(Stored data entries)

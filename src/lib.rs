//! Metastore - a generic entity-relationship repository with semantic versioning
//!
//! Metastore stores typed, mutable, richly-interconnected records ("entities")
//! as JSON documents plus a separate graph of typed directed edges
//! ("relationships"), and computes, on every update, which fields changed,
//! whether the change is major or minor, and how the relationship graph must
//! be patched to stay consistent.
//!
//! # Architecture
//!
//! The codebase follows a strict layered architecture:
//!
//! - [`core`] - Domain types, FQN builder, change recorder, entity descriptors
//! - [`graph`] - Relationship edges, patterns, and the bidirectional edge index
//! - [`store`] - The persistence collaborator trait and an in-memory implementation
//! - [`repository`] - Generic CRUD orchestration, reference resolution, updaters
//!
//! # Correctness Invariants
//!
//! Metastore maintains the following invariants:
//!
//! 1. Validation and reference errors surface before any persistence side effect
//! 2. Relationship-bearing fields are never duplicated into stored documents
//! 3. Edge writes are idempotent upserts; retried writers converge
//! 4. Version numbers are monotonic and bump exactly per the field policy table

pub mod core;
pub mod graph;
pub mod repository;
pub mod store;
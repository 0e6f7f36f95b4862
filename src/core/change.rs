//! core::change
//!
//! Field-level diffing and the change description it accumulates.
//!
//! # Architecture
//!
//! One update transaction owns one [`ChangeRecorder`]. Every kind-specific
//! field is wired through exactly one of two diff primitives:
//!
//! - [`ChangeRecorder::record_change`] - scalar comparison by JSON value
//!   equality, with an explicit major/minor classification
//! - [`ChangeRecorder::record_list_change`] - list partition by a domain
//!   matcher (natural key or reference identity), always minor unless the
//!   caller escalates
//!
//! The recorder tracks the document-level diff only. Edge mutation for
//! reference-valued fields is a side effect driven by the updater, never
//! by the recorder.

use serde::{Deserialize, Serialize};
use serde_json::Value;

use super::types::VersionNumber;

/// One changed field inside a change description.
#[derive(Debug, Clone, PartialEq, Serialize, Deserialize)]
#[serde(rename_all = "camelCase")]
pub struct FieldChange {
    pub name: String,
    #[serde(skip_serializing_if = "Option::is_none")]
    pub old_value: Option<Value>,
    #[serde(skip_serializing_if = "Option::is_none")]
    pub new_value: Option<Value>,
}

/// The structured record of one update transaction.
#[derive(Debug, Clone, PartialEq, Serialize, Deserialize)]
#[serde(rename_all = "camelCase")]
pub struct ChangeDescription {
    pub fields_added: Vec<FieldChange>,
    pub fields_updated: Vec<FieldChange>,
    pub fields_deleted: Vec<FieldChange>,
    pub previous_version: VersionNumber,
}

impl ChangeDescription {
    /// An empty description against the given previous version.
    pub fn new(previous_version: VersionNumber) -> Self {
        Self {
            fields_added: vec![],
            fields_updated: vec![],
            fields_deleted: vec![],
            previous_version,
        }
    }

    /// Whether no change was recorded.
    pub fn is_empty(&self) -> bool {
        self.fields_added.is_empty()
            && self.fields_updated.is_empty()
            && self.fields_deleted.is_empty()
    }
}

/// Accumulates field diffs and the major-change flag for one update.
///
/// # Example
///
/// ```
/// use metastore::core::change::ChangeRecorder;
/// use metastore::core::types::VersionNumber;
/// use serde_json::json;
///
/// let mut recorder = ChangeRecorder::new(VersionNumber::initial());
/// let old = json!("xgboost");
/// let new = json!("lightgbm");
///
/// assert!(recorder.record_change("algorithm", Some(&old), Some(&new), true));
/// assert!(recorder.is_major());
/// assert_eq!(recorder.next_version().to_string(), "1.1");
/// ```
#[derive(Debug)]
pub struct ChangeRecorder {
    description: ChangeDescription,
    major: bool,
}

impl ChangeRecorder {
    /// Start recording against the given previous version.
    pub fn new(previous_version: VersionNumber) -> Self {
        Self {
            description: ChangeDescription::new(previous_version),
            major: false,
        }
    }

    /// Record a scalar field change.
    ///
    /// Compares by JSON value equality. `None -> Some` records an added
    /// field, `Some -> None` a deleted field, and differing `Some -> Some`
    /// an updated field. When a change is recorded and `is_major` is set,
    /// the whole transaction escalates to a major version change.
    ///
    /// Returns whether a change was recorded.
    pub fn record_change(
        &mut self,
        name: &str,
        old: Option<&Value>,
        new: Option<&Value>,
        is_major: bool,
    ) -> bool {
        let changed = match (old, new) {
            (None, None) => false,
            (None, Some(new)) => {
                self.description.fields_added.push(FieldChange {
                    name: name.to_string(),
                    old_value: None,
                    new_value: Some(new.clone()),
                });
                true
            }
            (Some(old), None) => {
                self.description.fields_deleted.push(FieldChange {
                    name: name.to_string(),
                    old_value: Some(old.clone()),
                    new_value: None,
                });
                true
            }
            (Some(old), Some(new)) => {
                if old == new {
                    false
                } else {
                    self.description.fields_updated.push(FieldChange {
                        name: name.to_string(),
                        old_value: Some(old.clone()),
                        new_value: Some(new.clone()),
                    });
                    true
                }
            }
        };
        if changed && is_major {
            self.major = true;
        }
        changed
    }

    /// Record a scalar field change compared by a domain matcher.
    ///
    /// Like [`Self::record_change`], but equality of two present values is
    /// decided by `matcher` instead of JSON value equality. Used for
    /// reference-valued fields, where two projections of the same entity
    /// may differ in display metadata but must not count as a change.
    pub fn record_change_with<M>(
        &mut self,
        name: &str,
        old: Option<&Value>,
        new: Option<&Value>,
        is_major: bool,
        matcher: M,
    ) -> bool
    where
        M: Fn(&Value, &Value) -> bool,
    {
        if let (Some(old_value), Some(new_value)) = (old, new) {
            if matcher(old_value, new_value) {
                return false;
            }
        }
        self.record_change(name, old, new, is_major)
    }

    /// Record a list field change, partitioned by a domain matcher.
    ///
    /// Elements matched in both lists are unchanged and ignored, elements
    /// only in `new` are added, elements only in `old` are deleted.
    /// Non-empty partitions are appended to the change description. List
    /// changes are always minor; call [`Self::escalate_to_major`] to
    /// escalate explicitly.
    ///
    /// Returns the (added, deleted) partitions.
    pub fn record_list_change<M>(
        &mut self,
        name: &str,
        old: &[Value],
        new: &[Value],
        matcher: M,
    ) -> (Vec<Value>, Vec<Value>)
    where
        M: Fn(&Value, &Value) -> bool,
    {
        let added: Vec<Value> = new
            .iter()
            .filter(|n| !old.iter().any(|o| matcher(o, n)))
            .cloned()
            .collect();
        let deleted: Vec<Value> = old
            .iter()
            .filter(|o| !new.iter().any(|n| matcher(o, n)))
            .cloned()
            .collect();

        if !added.is_empty() {
            self.description.fields_added.push(FieldChange {
                name: name.to_string(),
                old_value: None,
                new_value: Some(Value::Array(added.clone())),
            });
        }
        if !deleted.is_empty() {
            self.description.fields_deleted.push(FieldChange {
                name: name.to_string(),
                old_value: Some(Value::Array(deleted.clone())),
                new_value: None,
            });
        }
        (added, deleted)
    }

    /// Escalate the transaction to a major version change.
    pub fn escalate_to_major(&mut self) {
        self.major = true;
    }

    /// Whether any recorded change was major-classified.
    pub fn is_major(&self) -> bool {
        self.major
    }

    /// Whether any change was recorded at all.
    pub fn has_changes(&self) -> bool {
        !self.description.is_empty()
    }

    /// The version the entity moves to: `+1.0` if major, `+0.1` if any
    /// change, unchanged otherwise.
    pub fn next_version(&self) -> VersionNumber {
        let previous = self.description.previous_version;
        if !self.has_changes() {
            previous
        } else if self.major {
            previous.next_major()
        } else {
            previous.next_minor()
        }
    }

    /// Finish recording and take the change description.
    pub fn into_description(self) -> ChangeDescription {
        self.description
    }
}

/// Matcher comparing JSON objects by one key (a stable natural key).
///
/// # Example
///
/// ```
/// use metastore::core::change::field_match;
/// use serde_json::json;
///
/// let matcher = field_match("name");
/// assert!(matcher(
///     &json!({"name": "a", "dataType": "numerical"}),
///     &json!({"name": "a", "dataType": "categorical"}),
/// ));
/// assert!(!matcher(&json!({"name": "a"}), &json!({"name": "b"})));
/// ```
pub fn field_match(key: &str) -> impl Fn(&Value, &Value) -> bool + '_ {
    move |a, b| match (a.get(key), b.get(key)) {
        (Some(ka), Some(kb)) => ka == kb,
        _ => false,
    }
}

/// Matcher comparing entity references by identity (`id` + `kind`).
pub fn entity_reference_match(a: &Value, b: &Value) -> bool {
    a.get("id").is_some() && a.get("id") == b.get("id") && a.get("kind") == b.get("kind")
}

#[cfg(test)]
mod tests {
    use super::*;
    use serde_json::json;

    fn recorder() -> ChangeRecorder {
        ChangeRecorder::new(VersionNumber::initial())
    }

    mod scalar {
        use super::*;

        #[test]
        fn equal_values_record_nothing() {
            let mut r = recorder();
            let v = json!("xgboost");
            assert!(!r.record_change("algorithm", Some(&v), Some(&v), true));
            assert!(!r.has_changes());
            assert!(!r.is_major());
            assert_eq!(r.next_version(), VersionNumber::initial());
        }

        #[test]
        fn updated_value_recorded() {
            let mut r = recorder();
            let old = json!("xgboost");
            let new = json!("lightgbm");
            assert!(r.record_change("algorithm", Some(&old), Some(&new), false));
            let d = r.into_description();
            assert_eq!(d.fields_updated.len(), 1);
            assert_eq!(d.fields_updated[0].name, "algorithm");
            assert_eq!(d.fields_updated[0].old_value, Some(old));
            assert_eq!(d.fields_updated[0].new_value, Some(new));
        }

        #[test]
        fn added_and_deleted_partitions() {
            let mut r = recorder();
            let v = json!("s3://bucket");
            r.record_change("mlStore", None, Some(&v), false);
            r.record_change("server", Some(&v), None, false);
            let d = r.into_description();
            assert_eq!(d.fields_added.len(), 1);
            assert_eq!(d.fields_deleted.len(), 1);
        }

        #[test]
        fn major_flag_only_set_on_actual_change() {
            let mut r = recorder();
            let v = json!("same");
            r.record_change("algorithm", Some(&v), Some(&v), true);
            assert!(!r.is_major());

            let new = json!("different");
            r.record_change("algorithm", Some(&v), Some(&new), true);
            assert!(r.is_major());
        }

        #[test]
        fn both_absent_is_noop() {
            let mut r = recorder();
            assert!(!r.record_change("algorithm", None, None, true));
            assert!(!r.has_changes());
        }

        #[test]
        fn matcher_equality_suppresses_metadata_noise() {
            let mut r = recorder();
            // Same entity, different display name after re-resolution
            let old = json!({"id": "x", "kind": "dashboard", "name": "sales"});
            let new = json!({"id": "x", "kind": "dashboard", "name": "sales-renamed"});
            assert!(!r.record_change_with(
                "dashboard",
                Some(&old),
                Some(&new),
                false,
                entity_reference_match,
            ));
            assert!(!r.has_changes());

            let other = json!({"id": "y", "kind": "dashboard"});
            assert!(r.record_change_with(
                "dashboard",
                Some(&old),
                Some(&other),
                false,
                entity_reference_match,
            ));
        }
    }

    mod list {
        use super::*;

        #[test]
        fn natural_key_ignores_metadata_edits() {
            let mut r = recorder();
            let old = vec![json!({"name": "a", "dataType": "numerical"})];
            let new = vec![
                json!({"name": "a", "dataType": "categorical"}),
                json!({"name": "b", "dataType": "numerical"}),
            ];

            let (added, deleted) = r.record_list_change("mlFeatures", &old, &new, field_match("name"));

            // "a" changed type but kept its key: not reported as deleted+added
            assert_eq!(added.len(), 1);
            assert_eq!(added[0]["name"], "b");
            assert!(deleted.is_empty());
        }

        #[test]
        fn reorder_records_nothing() {
            let mut r = recorder();
            let old = vec![json!({"name": "a"}), json!({"name": "b"})];
            let new = vec![json!({"name": "b"}), json!({"name": "a"})];

            let (added, deleted) = r.record_list_change("mlFeatures", &old, &new, field_match("name"));
            assert!(added.is_empty());
            assert!(deleted.is_empty());
            assert!(!r.has_changes());
        }

        #[test]
        fn list_changes_are_minor() {
            let mut r = recorder();
            let old = vec![json!({"name": "a"})];
            let new: Vec<Value> = vec![];
            r.record_list_change("mlFeatures", &old, &new, field_match("name"));
            assert!(r.has_changes());
            assert!(!r.is_major());
            assert_eq!(r.next_version().to_string(), "0.2");
        }

        #[test]
        fn explicit_escalation() {
            let mut r = recorder();
            let old = vec![json!({"name": "a"})];
            r.record_list_change("mlFeatures", &old, &[], field_match("name"));
            r.escalate_to_major();
            assert_eq!(r.next_version().to_string(), "1.1");
        }
    }

    mod versioning {
        use super::*;

        #[test]
        fn minor_bump() {
            let mut r = recorder();
            let old = json!(1);
            let new = json!(2);
            r.record_change("retention", Some(&old), Some(&new), false);
            assert_eq!(r.next_version().to_string(), "0.2");
        }

        #[test]
        fn major_bump() {
            let mut r = recorder();
            let old = json!(1);
            let new = json!(2);
            r.record_change("algorithm", Some(&old), Some(&new), true);
            assert_eq!(r.next_version().to_string(), "1.1");
        }

        #[test]
        fn no_change_keeps_version() {
            let r = recorder();
            assert_eq!(r.next_version(), VersionNumber::initial());
        }
    }

    mod matchers {
        use super::*;

        #[test]
        fn entity_reference_match_compares_identity() {
            let a = json!({"id": "x", "kind": "dashboard", "name": "sales"});
            let b = json!({"id": "x", "kind": "dashboard", "name": "renamed"});
            let c = json!({"id": "y", "kind": "dashboard"});
            assert!(entity_reference_match(&a, &b));
            assert!(!entity_reference_match(&a, &c));
        }

        #[test]
        fn entity_reference_match_rejects_missing_ids() {
            let a = json!({"kind": "dashboard"});
            let b = json!({"kind": "dashboard"});
            assert!(!entity_reference_match(&a, &b));
        }

        #[test]
        fn field_match_missing_key_never_matches() {
            let matcher = field_match("name");
            assert!(!matcher(&json!({}), &json!({})));
        }
    }

    #[test]
    fn change_description_serde_roundtrip() {
        let mut r = recorder();
        let old = json!("a");
        let new = json!("b");
        r.record_change("algorithm", Some(&old), Some(&new), true);
        let d = r.into_description();

        let json = serde_json::to_string(&d).unwrap();
        let parsed: ChangeDescription = serde_json::from_str(&json).unwrap();
        assert_eq!(d, parsed);
    }
}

• TASK DETAILS
Return, unchanged, the run of lines above that opens with the line containing "retried writers converge" and closes with the line containing "explicit major/minor classification". Include both.

• FINISHED EXERCISE
//! 3. Edge writes are idempotent upserts; retried writers converge
//! 4. Version numbers are monotonic and bump exactly per the field policy table

pub mod core;
pub mod graph;
pub mod repository;
pub mod store;
repository 0e6f7f36f95b4862
filename src/core/change.rs
//! core::change
//!
//! Field-level diffing and the change description it accumulates.
//!
//! # Architecture
//!
//! One update transaction owns one [`ChangeRecorder`]. Every kind-specific
//! field is wired through exactly one of two diff primitives:
//!
//! - [`ChangeRecorder::record_change`] - scalar comparison by JSON value
//!   equality, with an explicit major/minor classification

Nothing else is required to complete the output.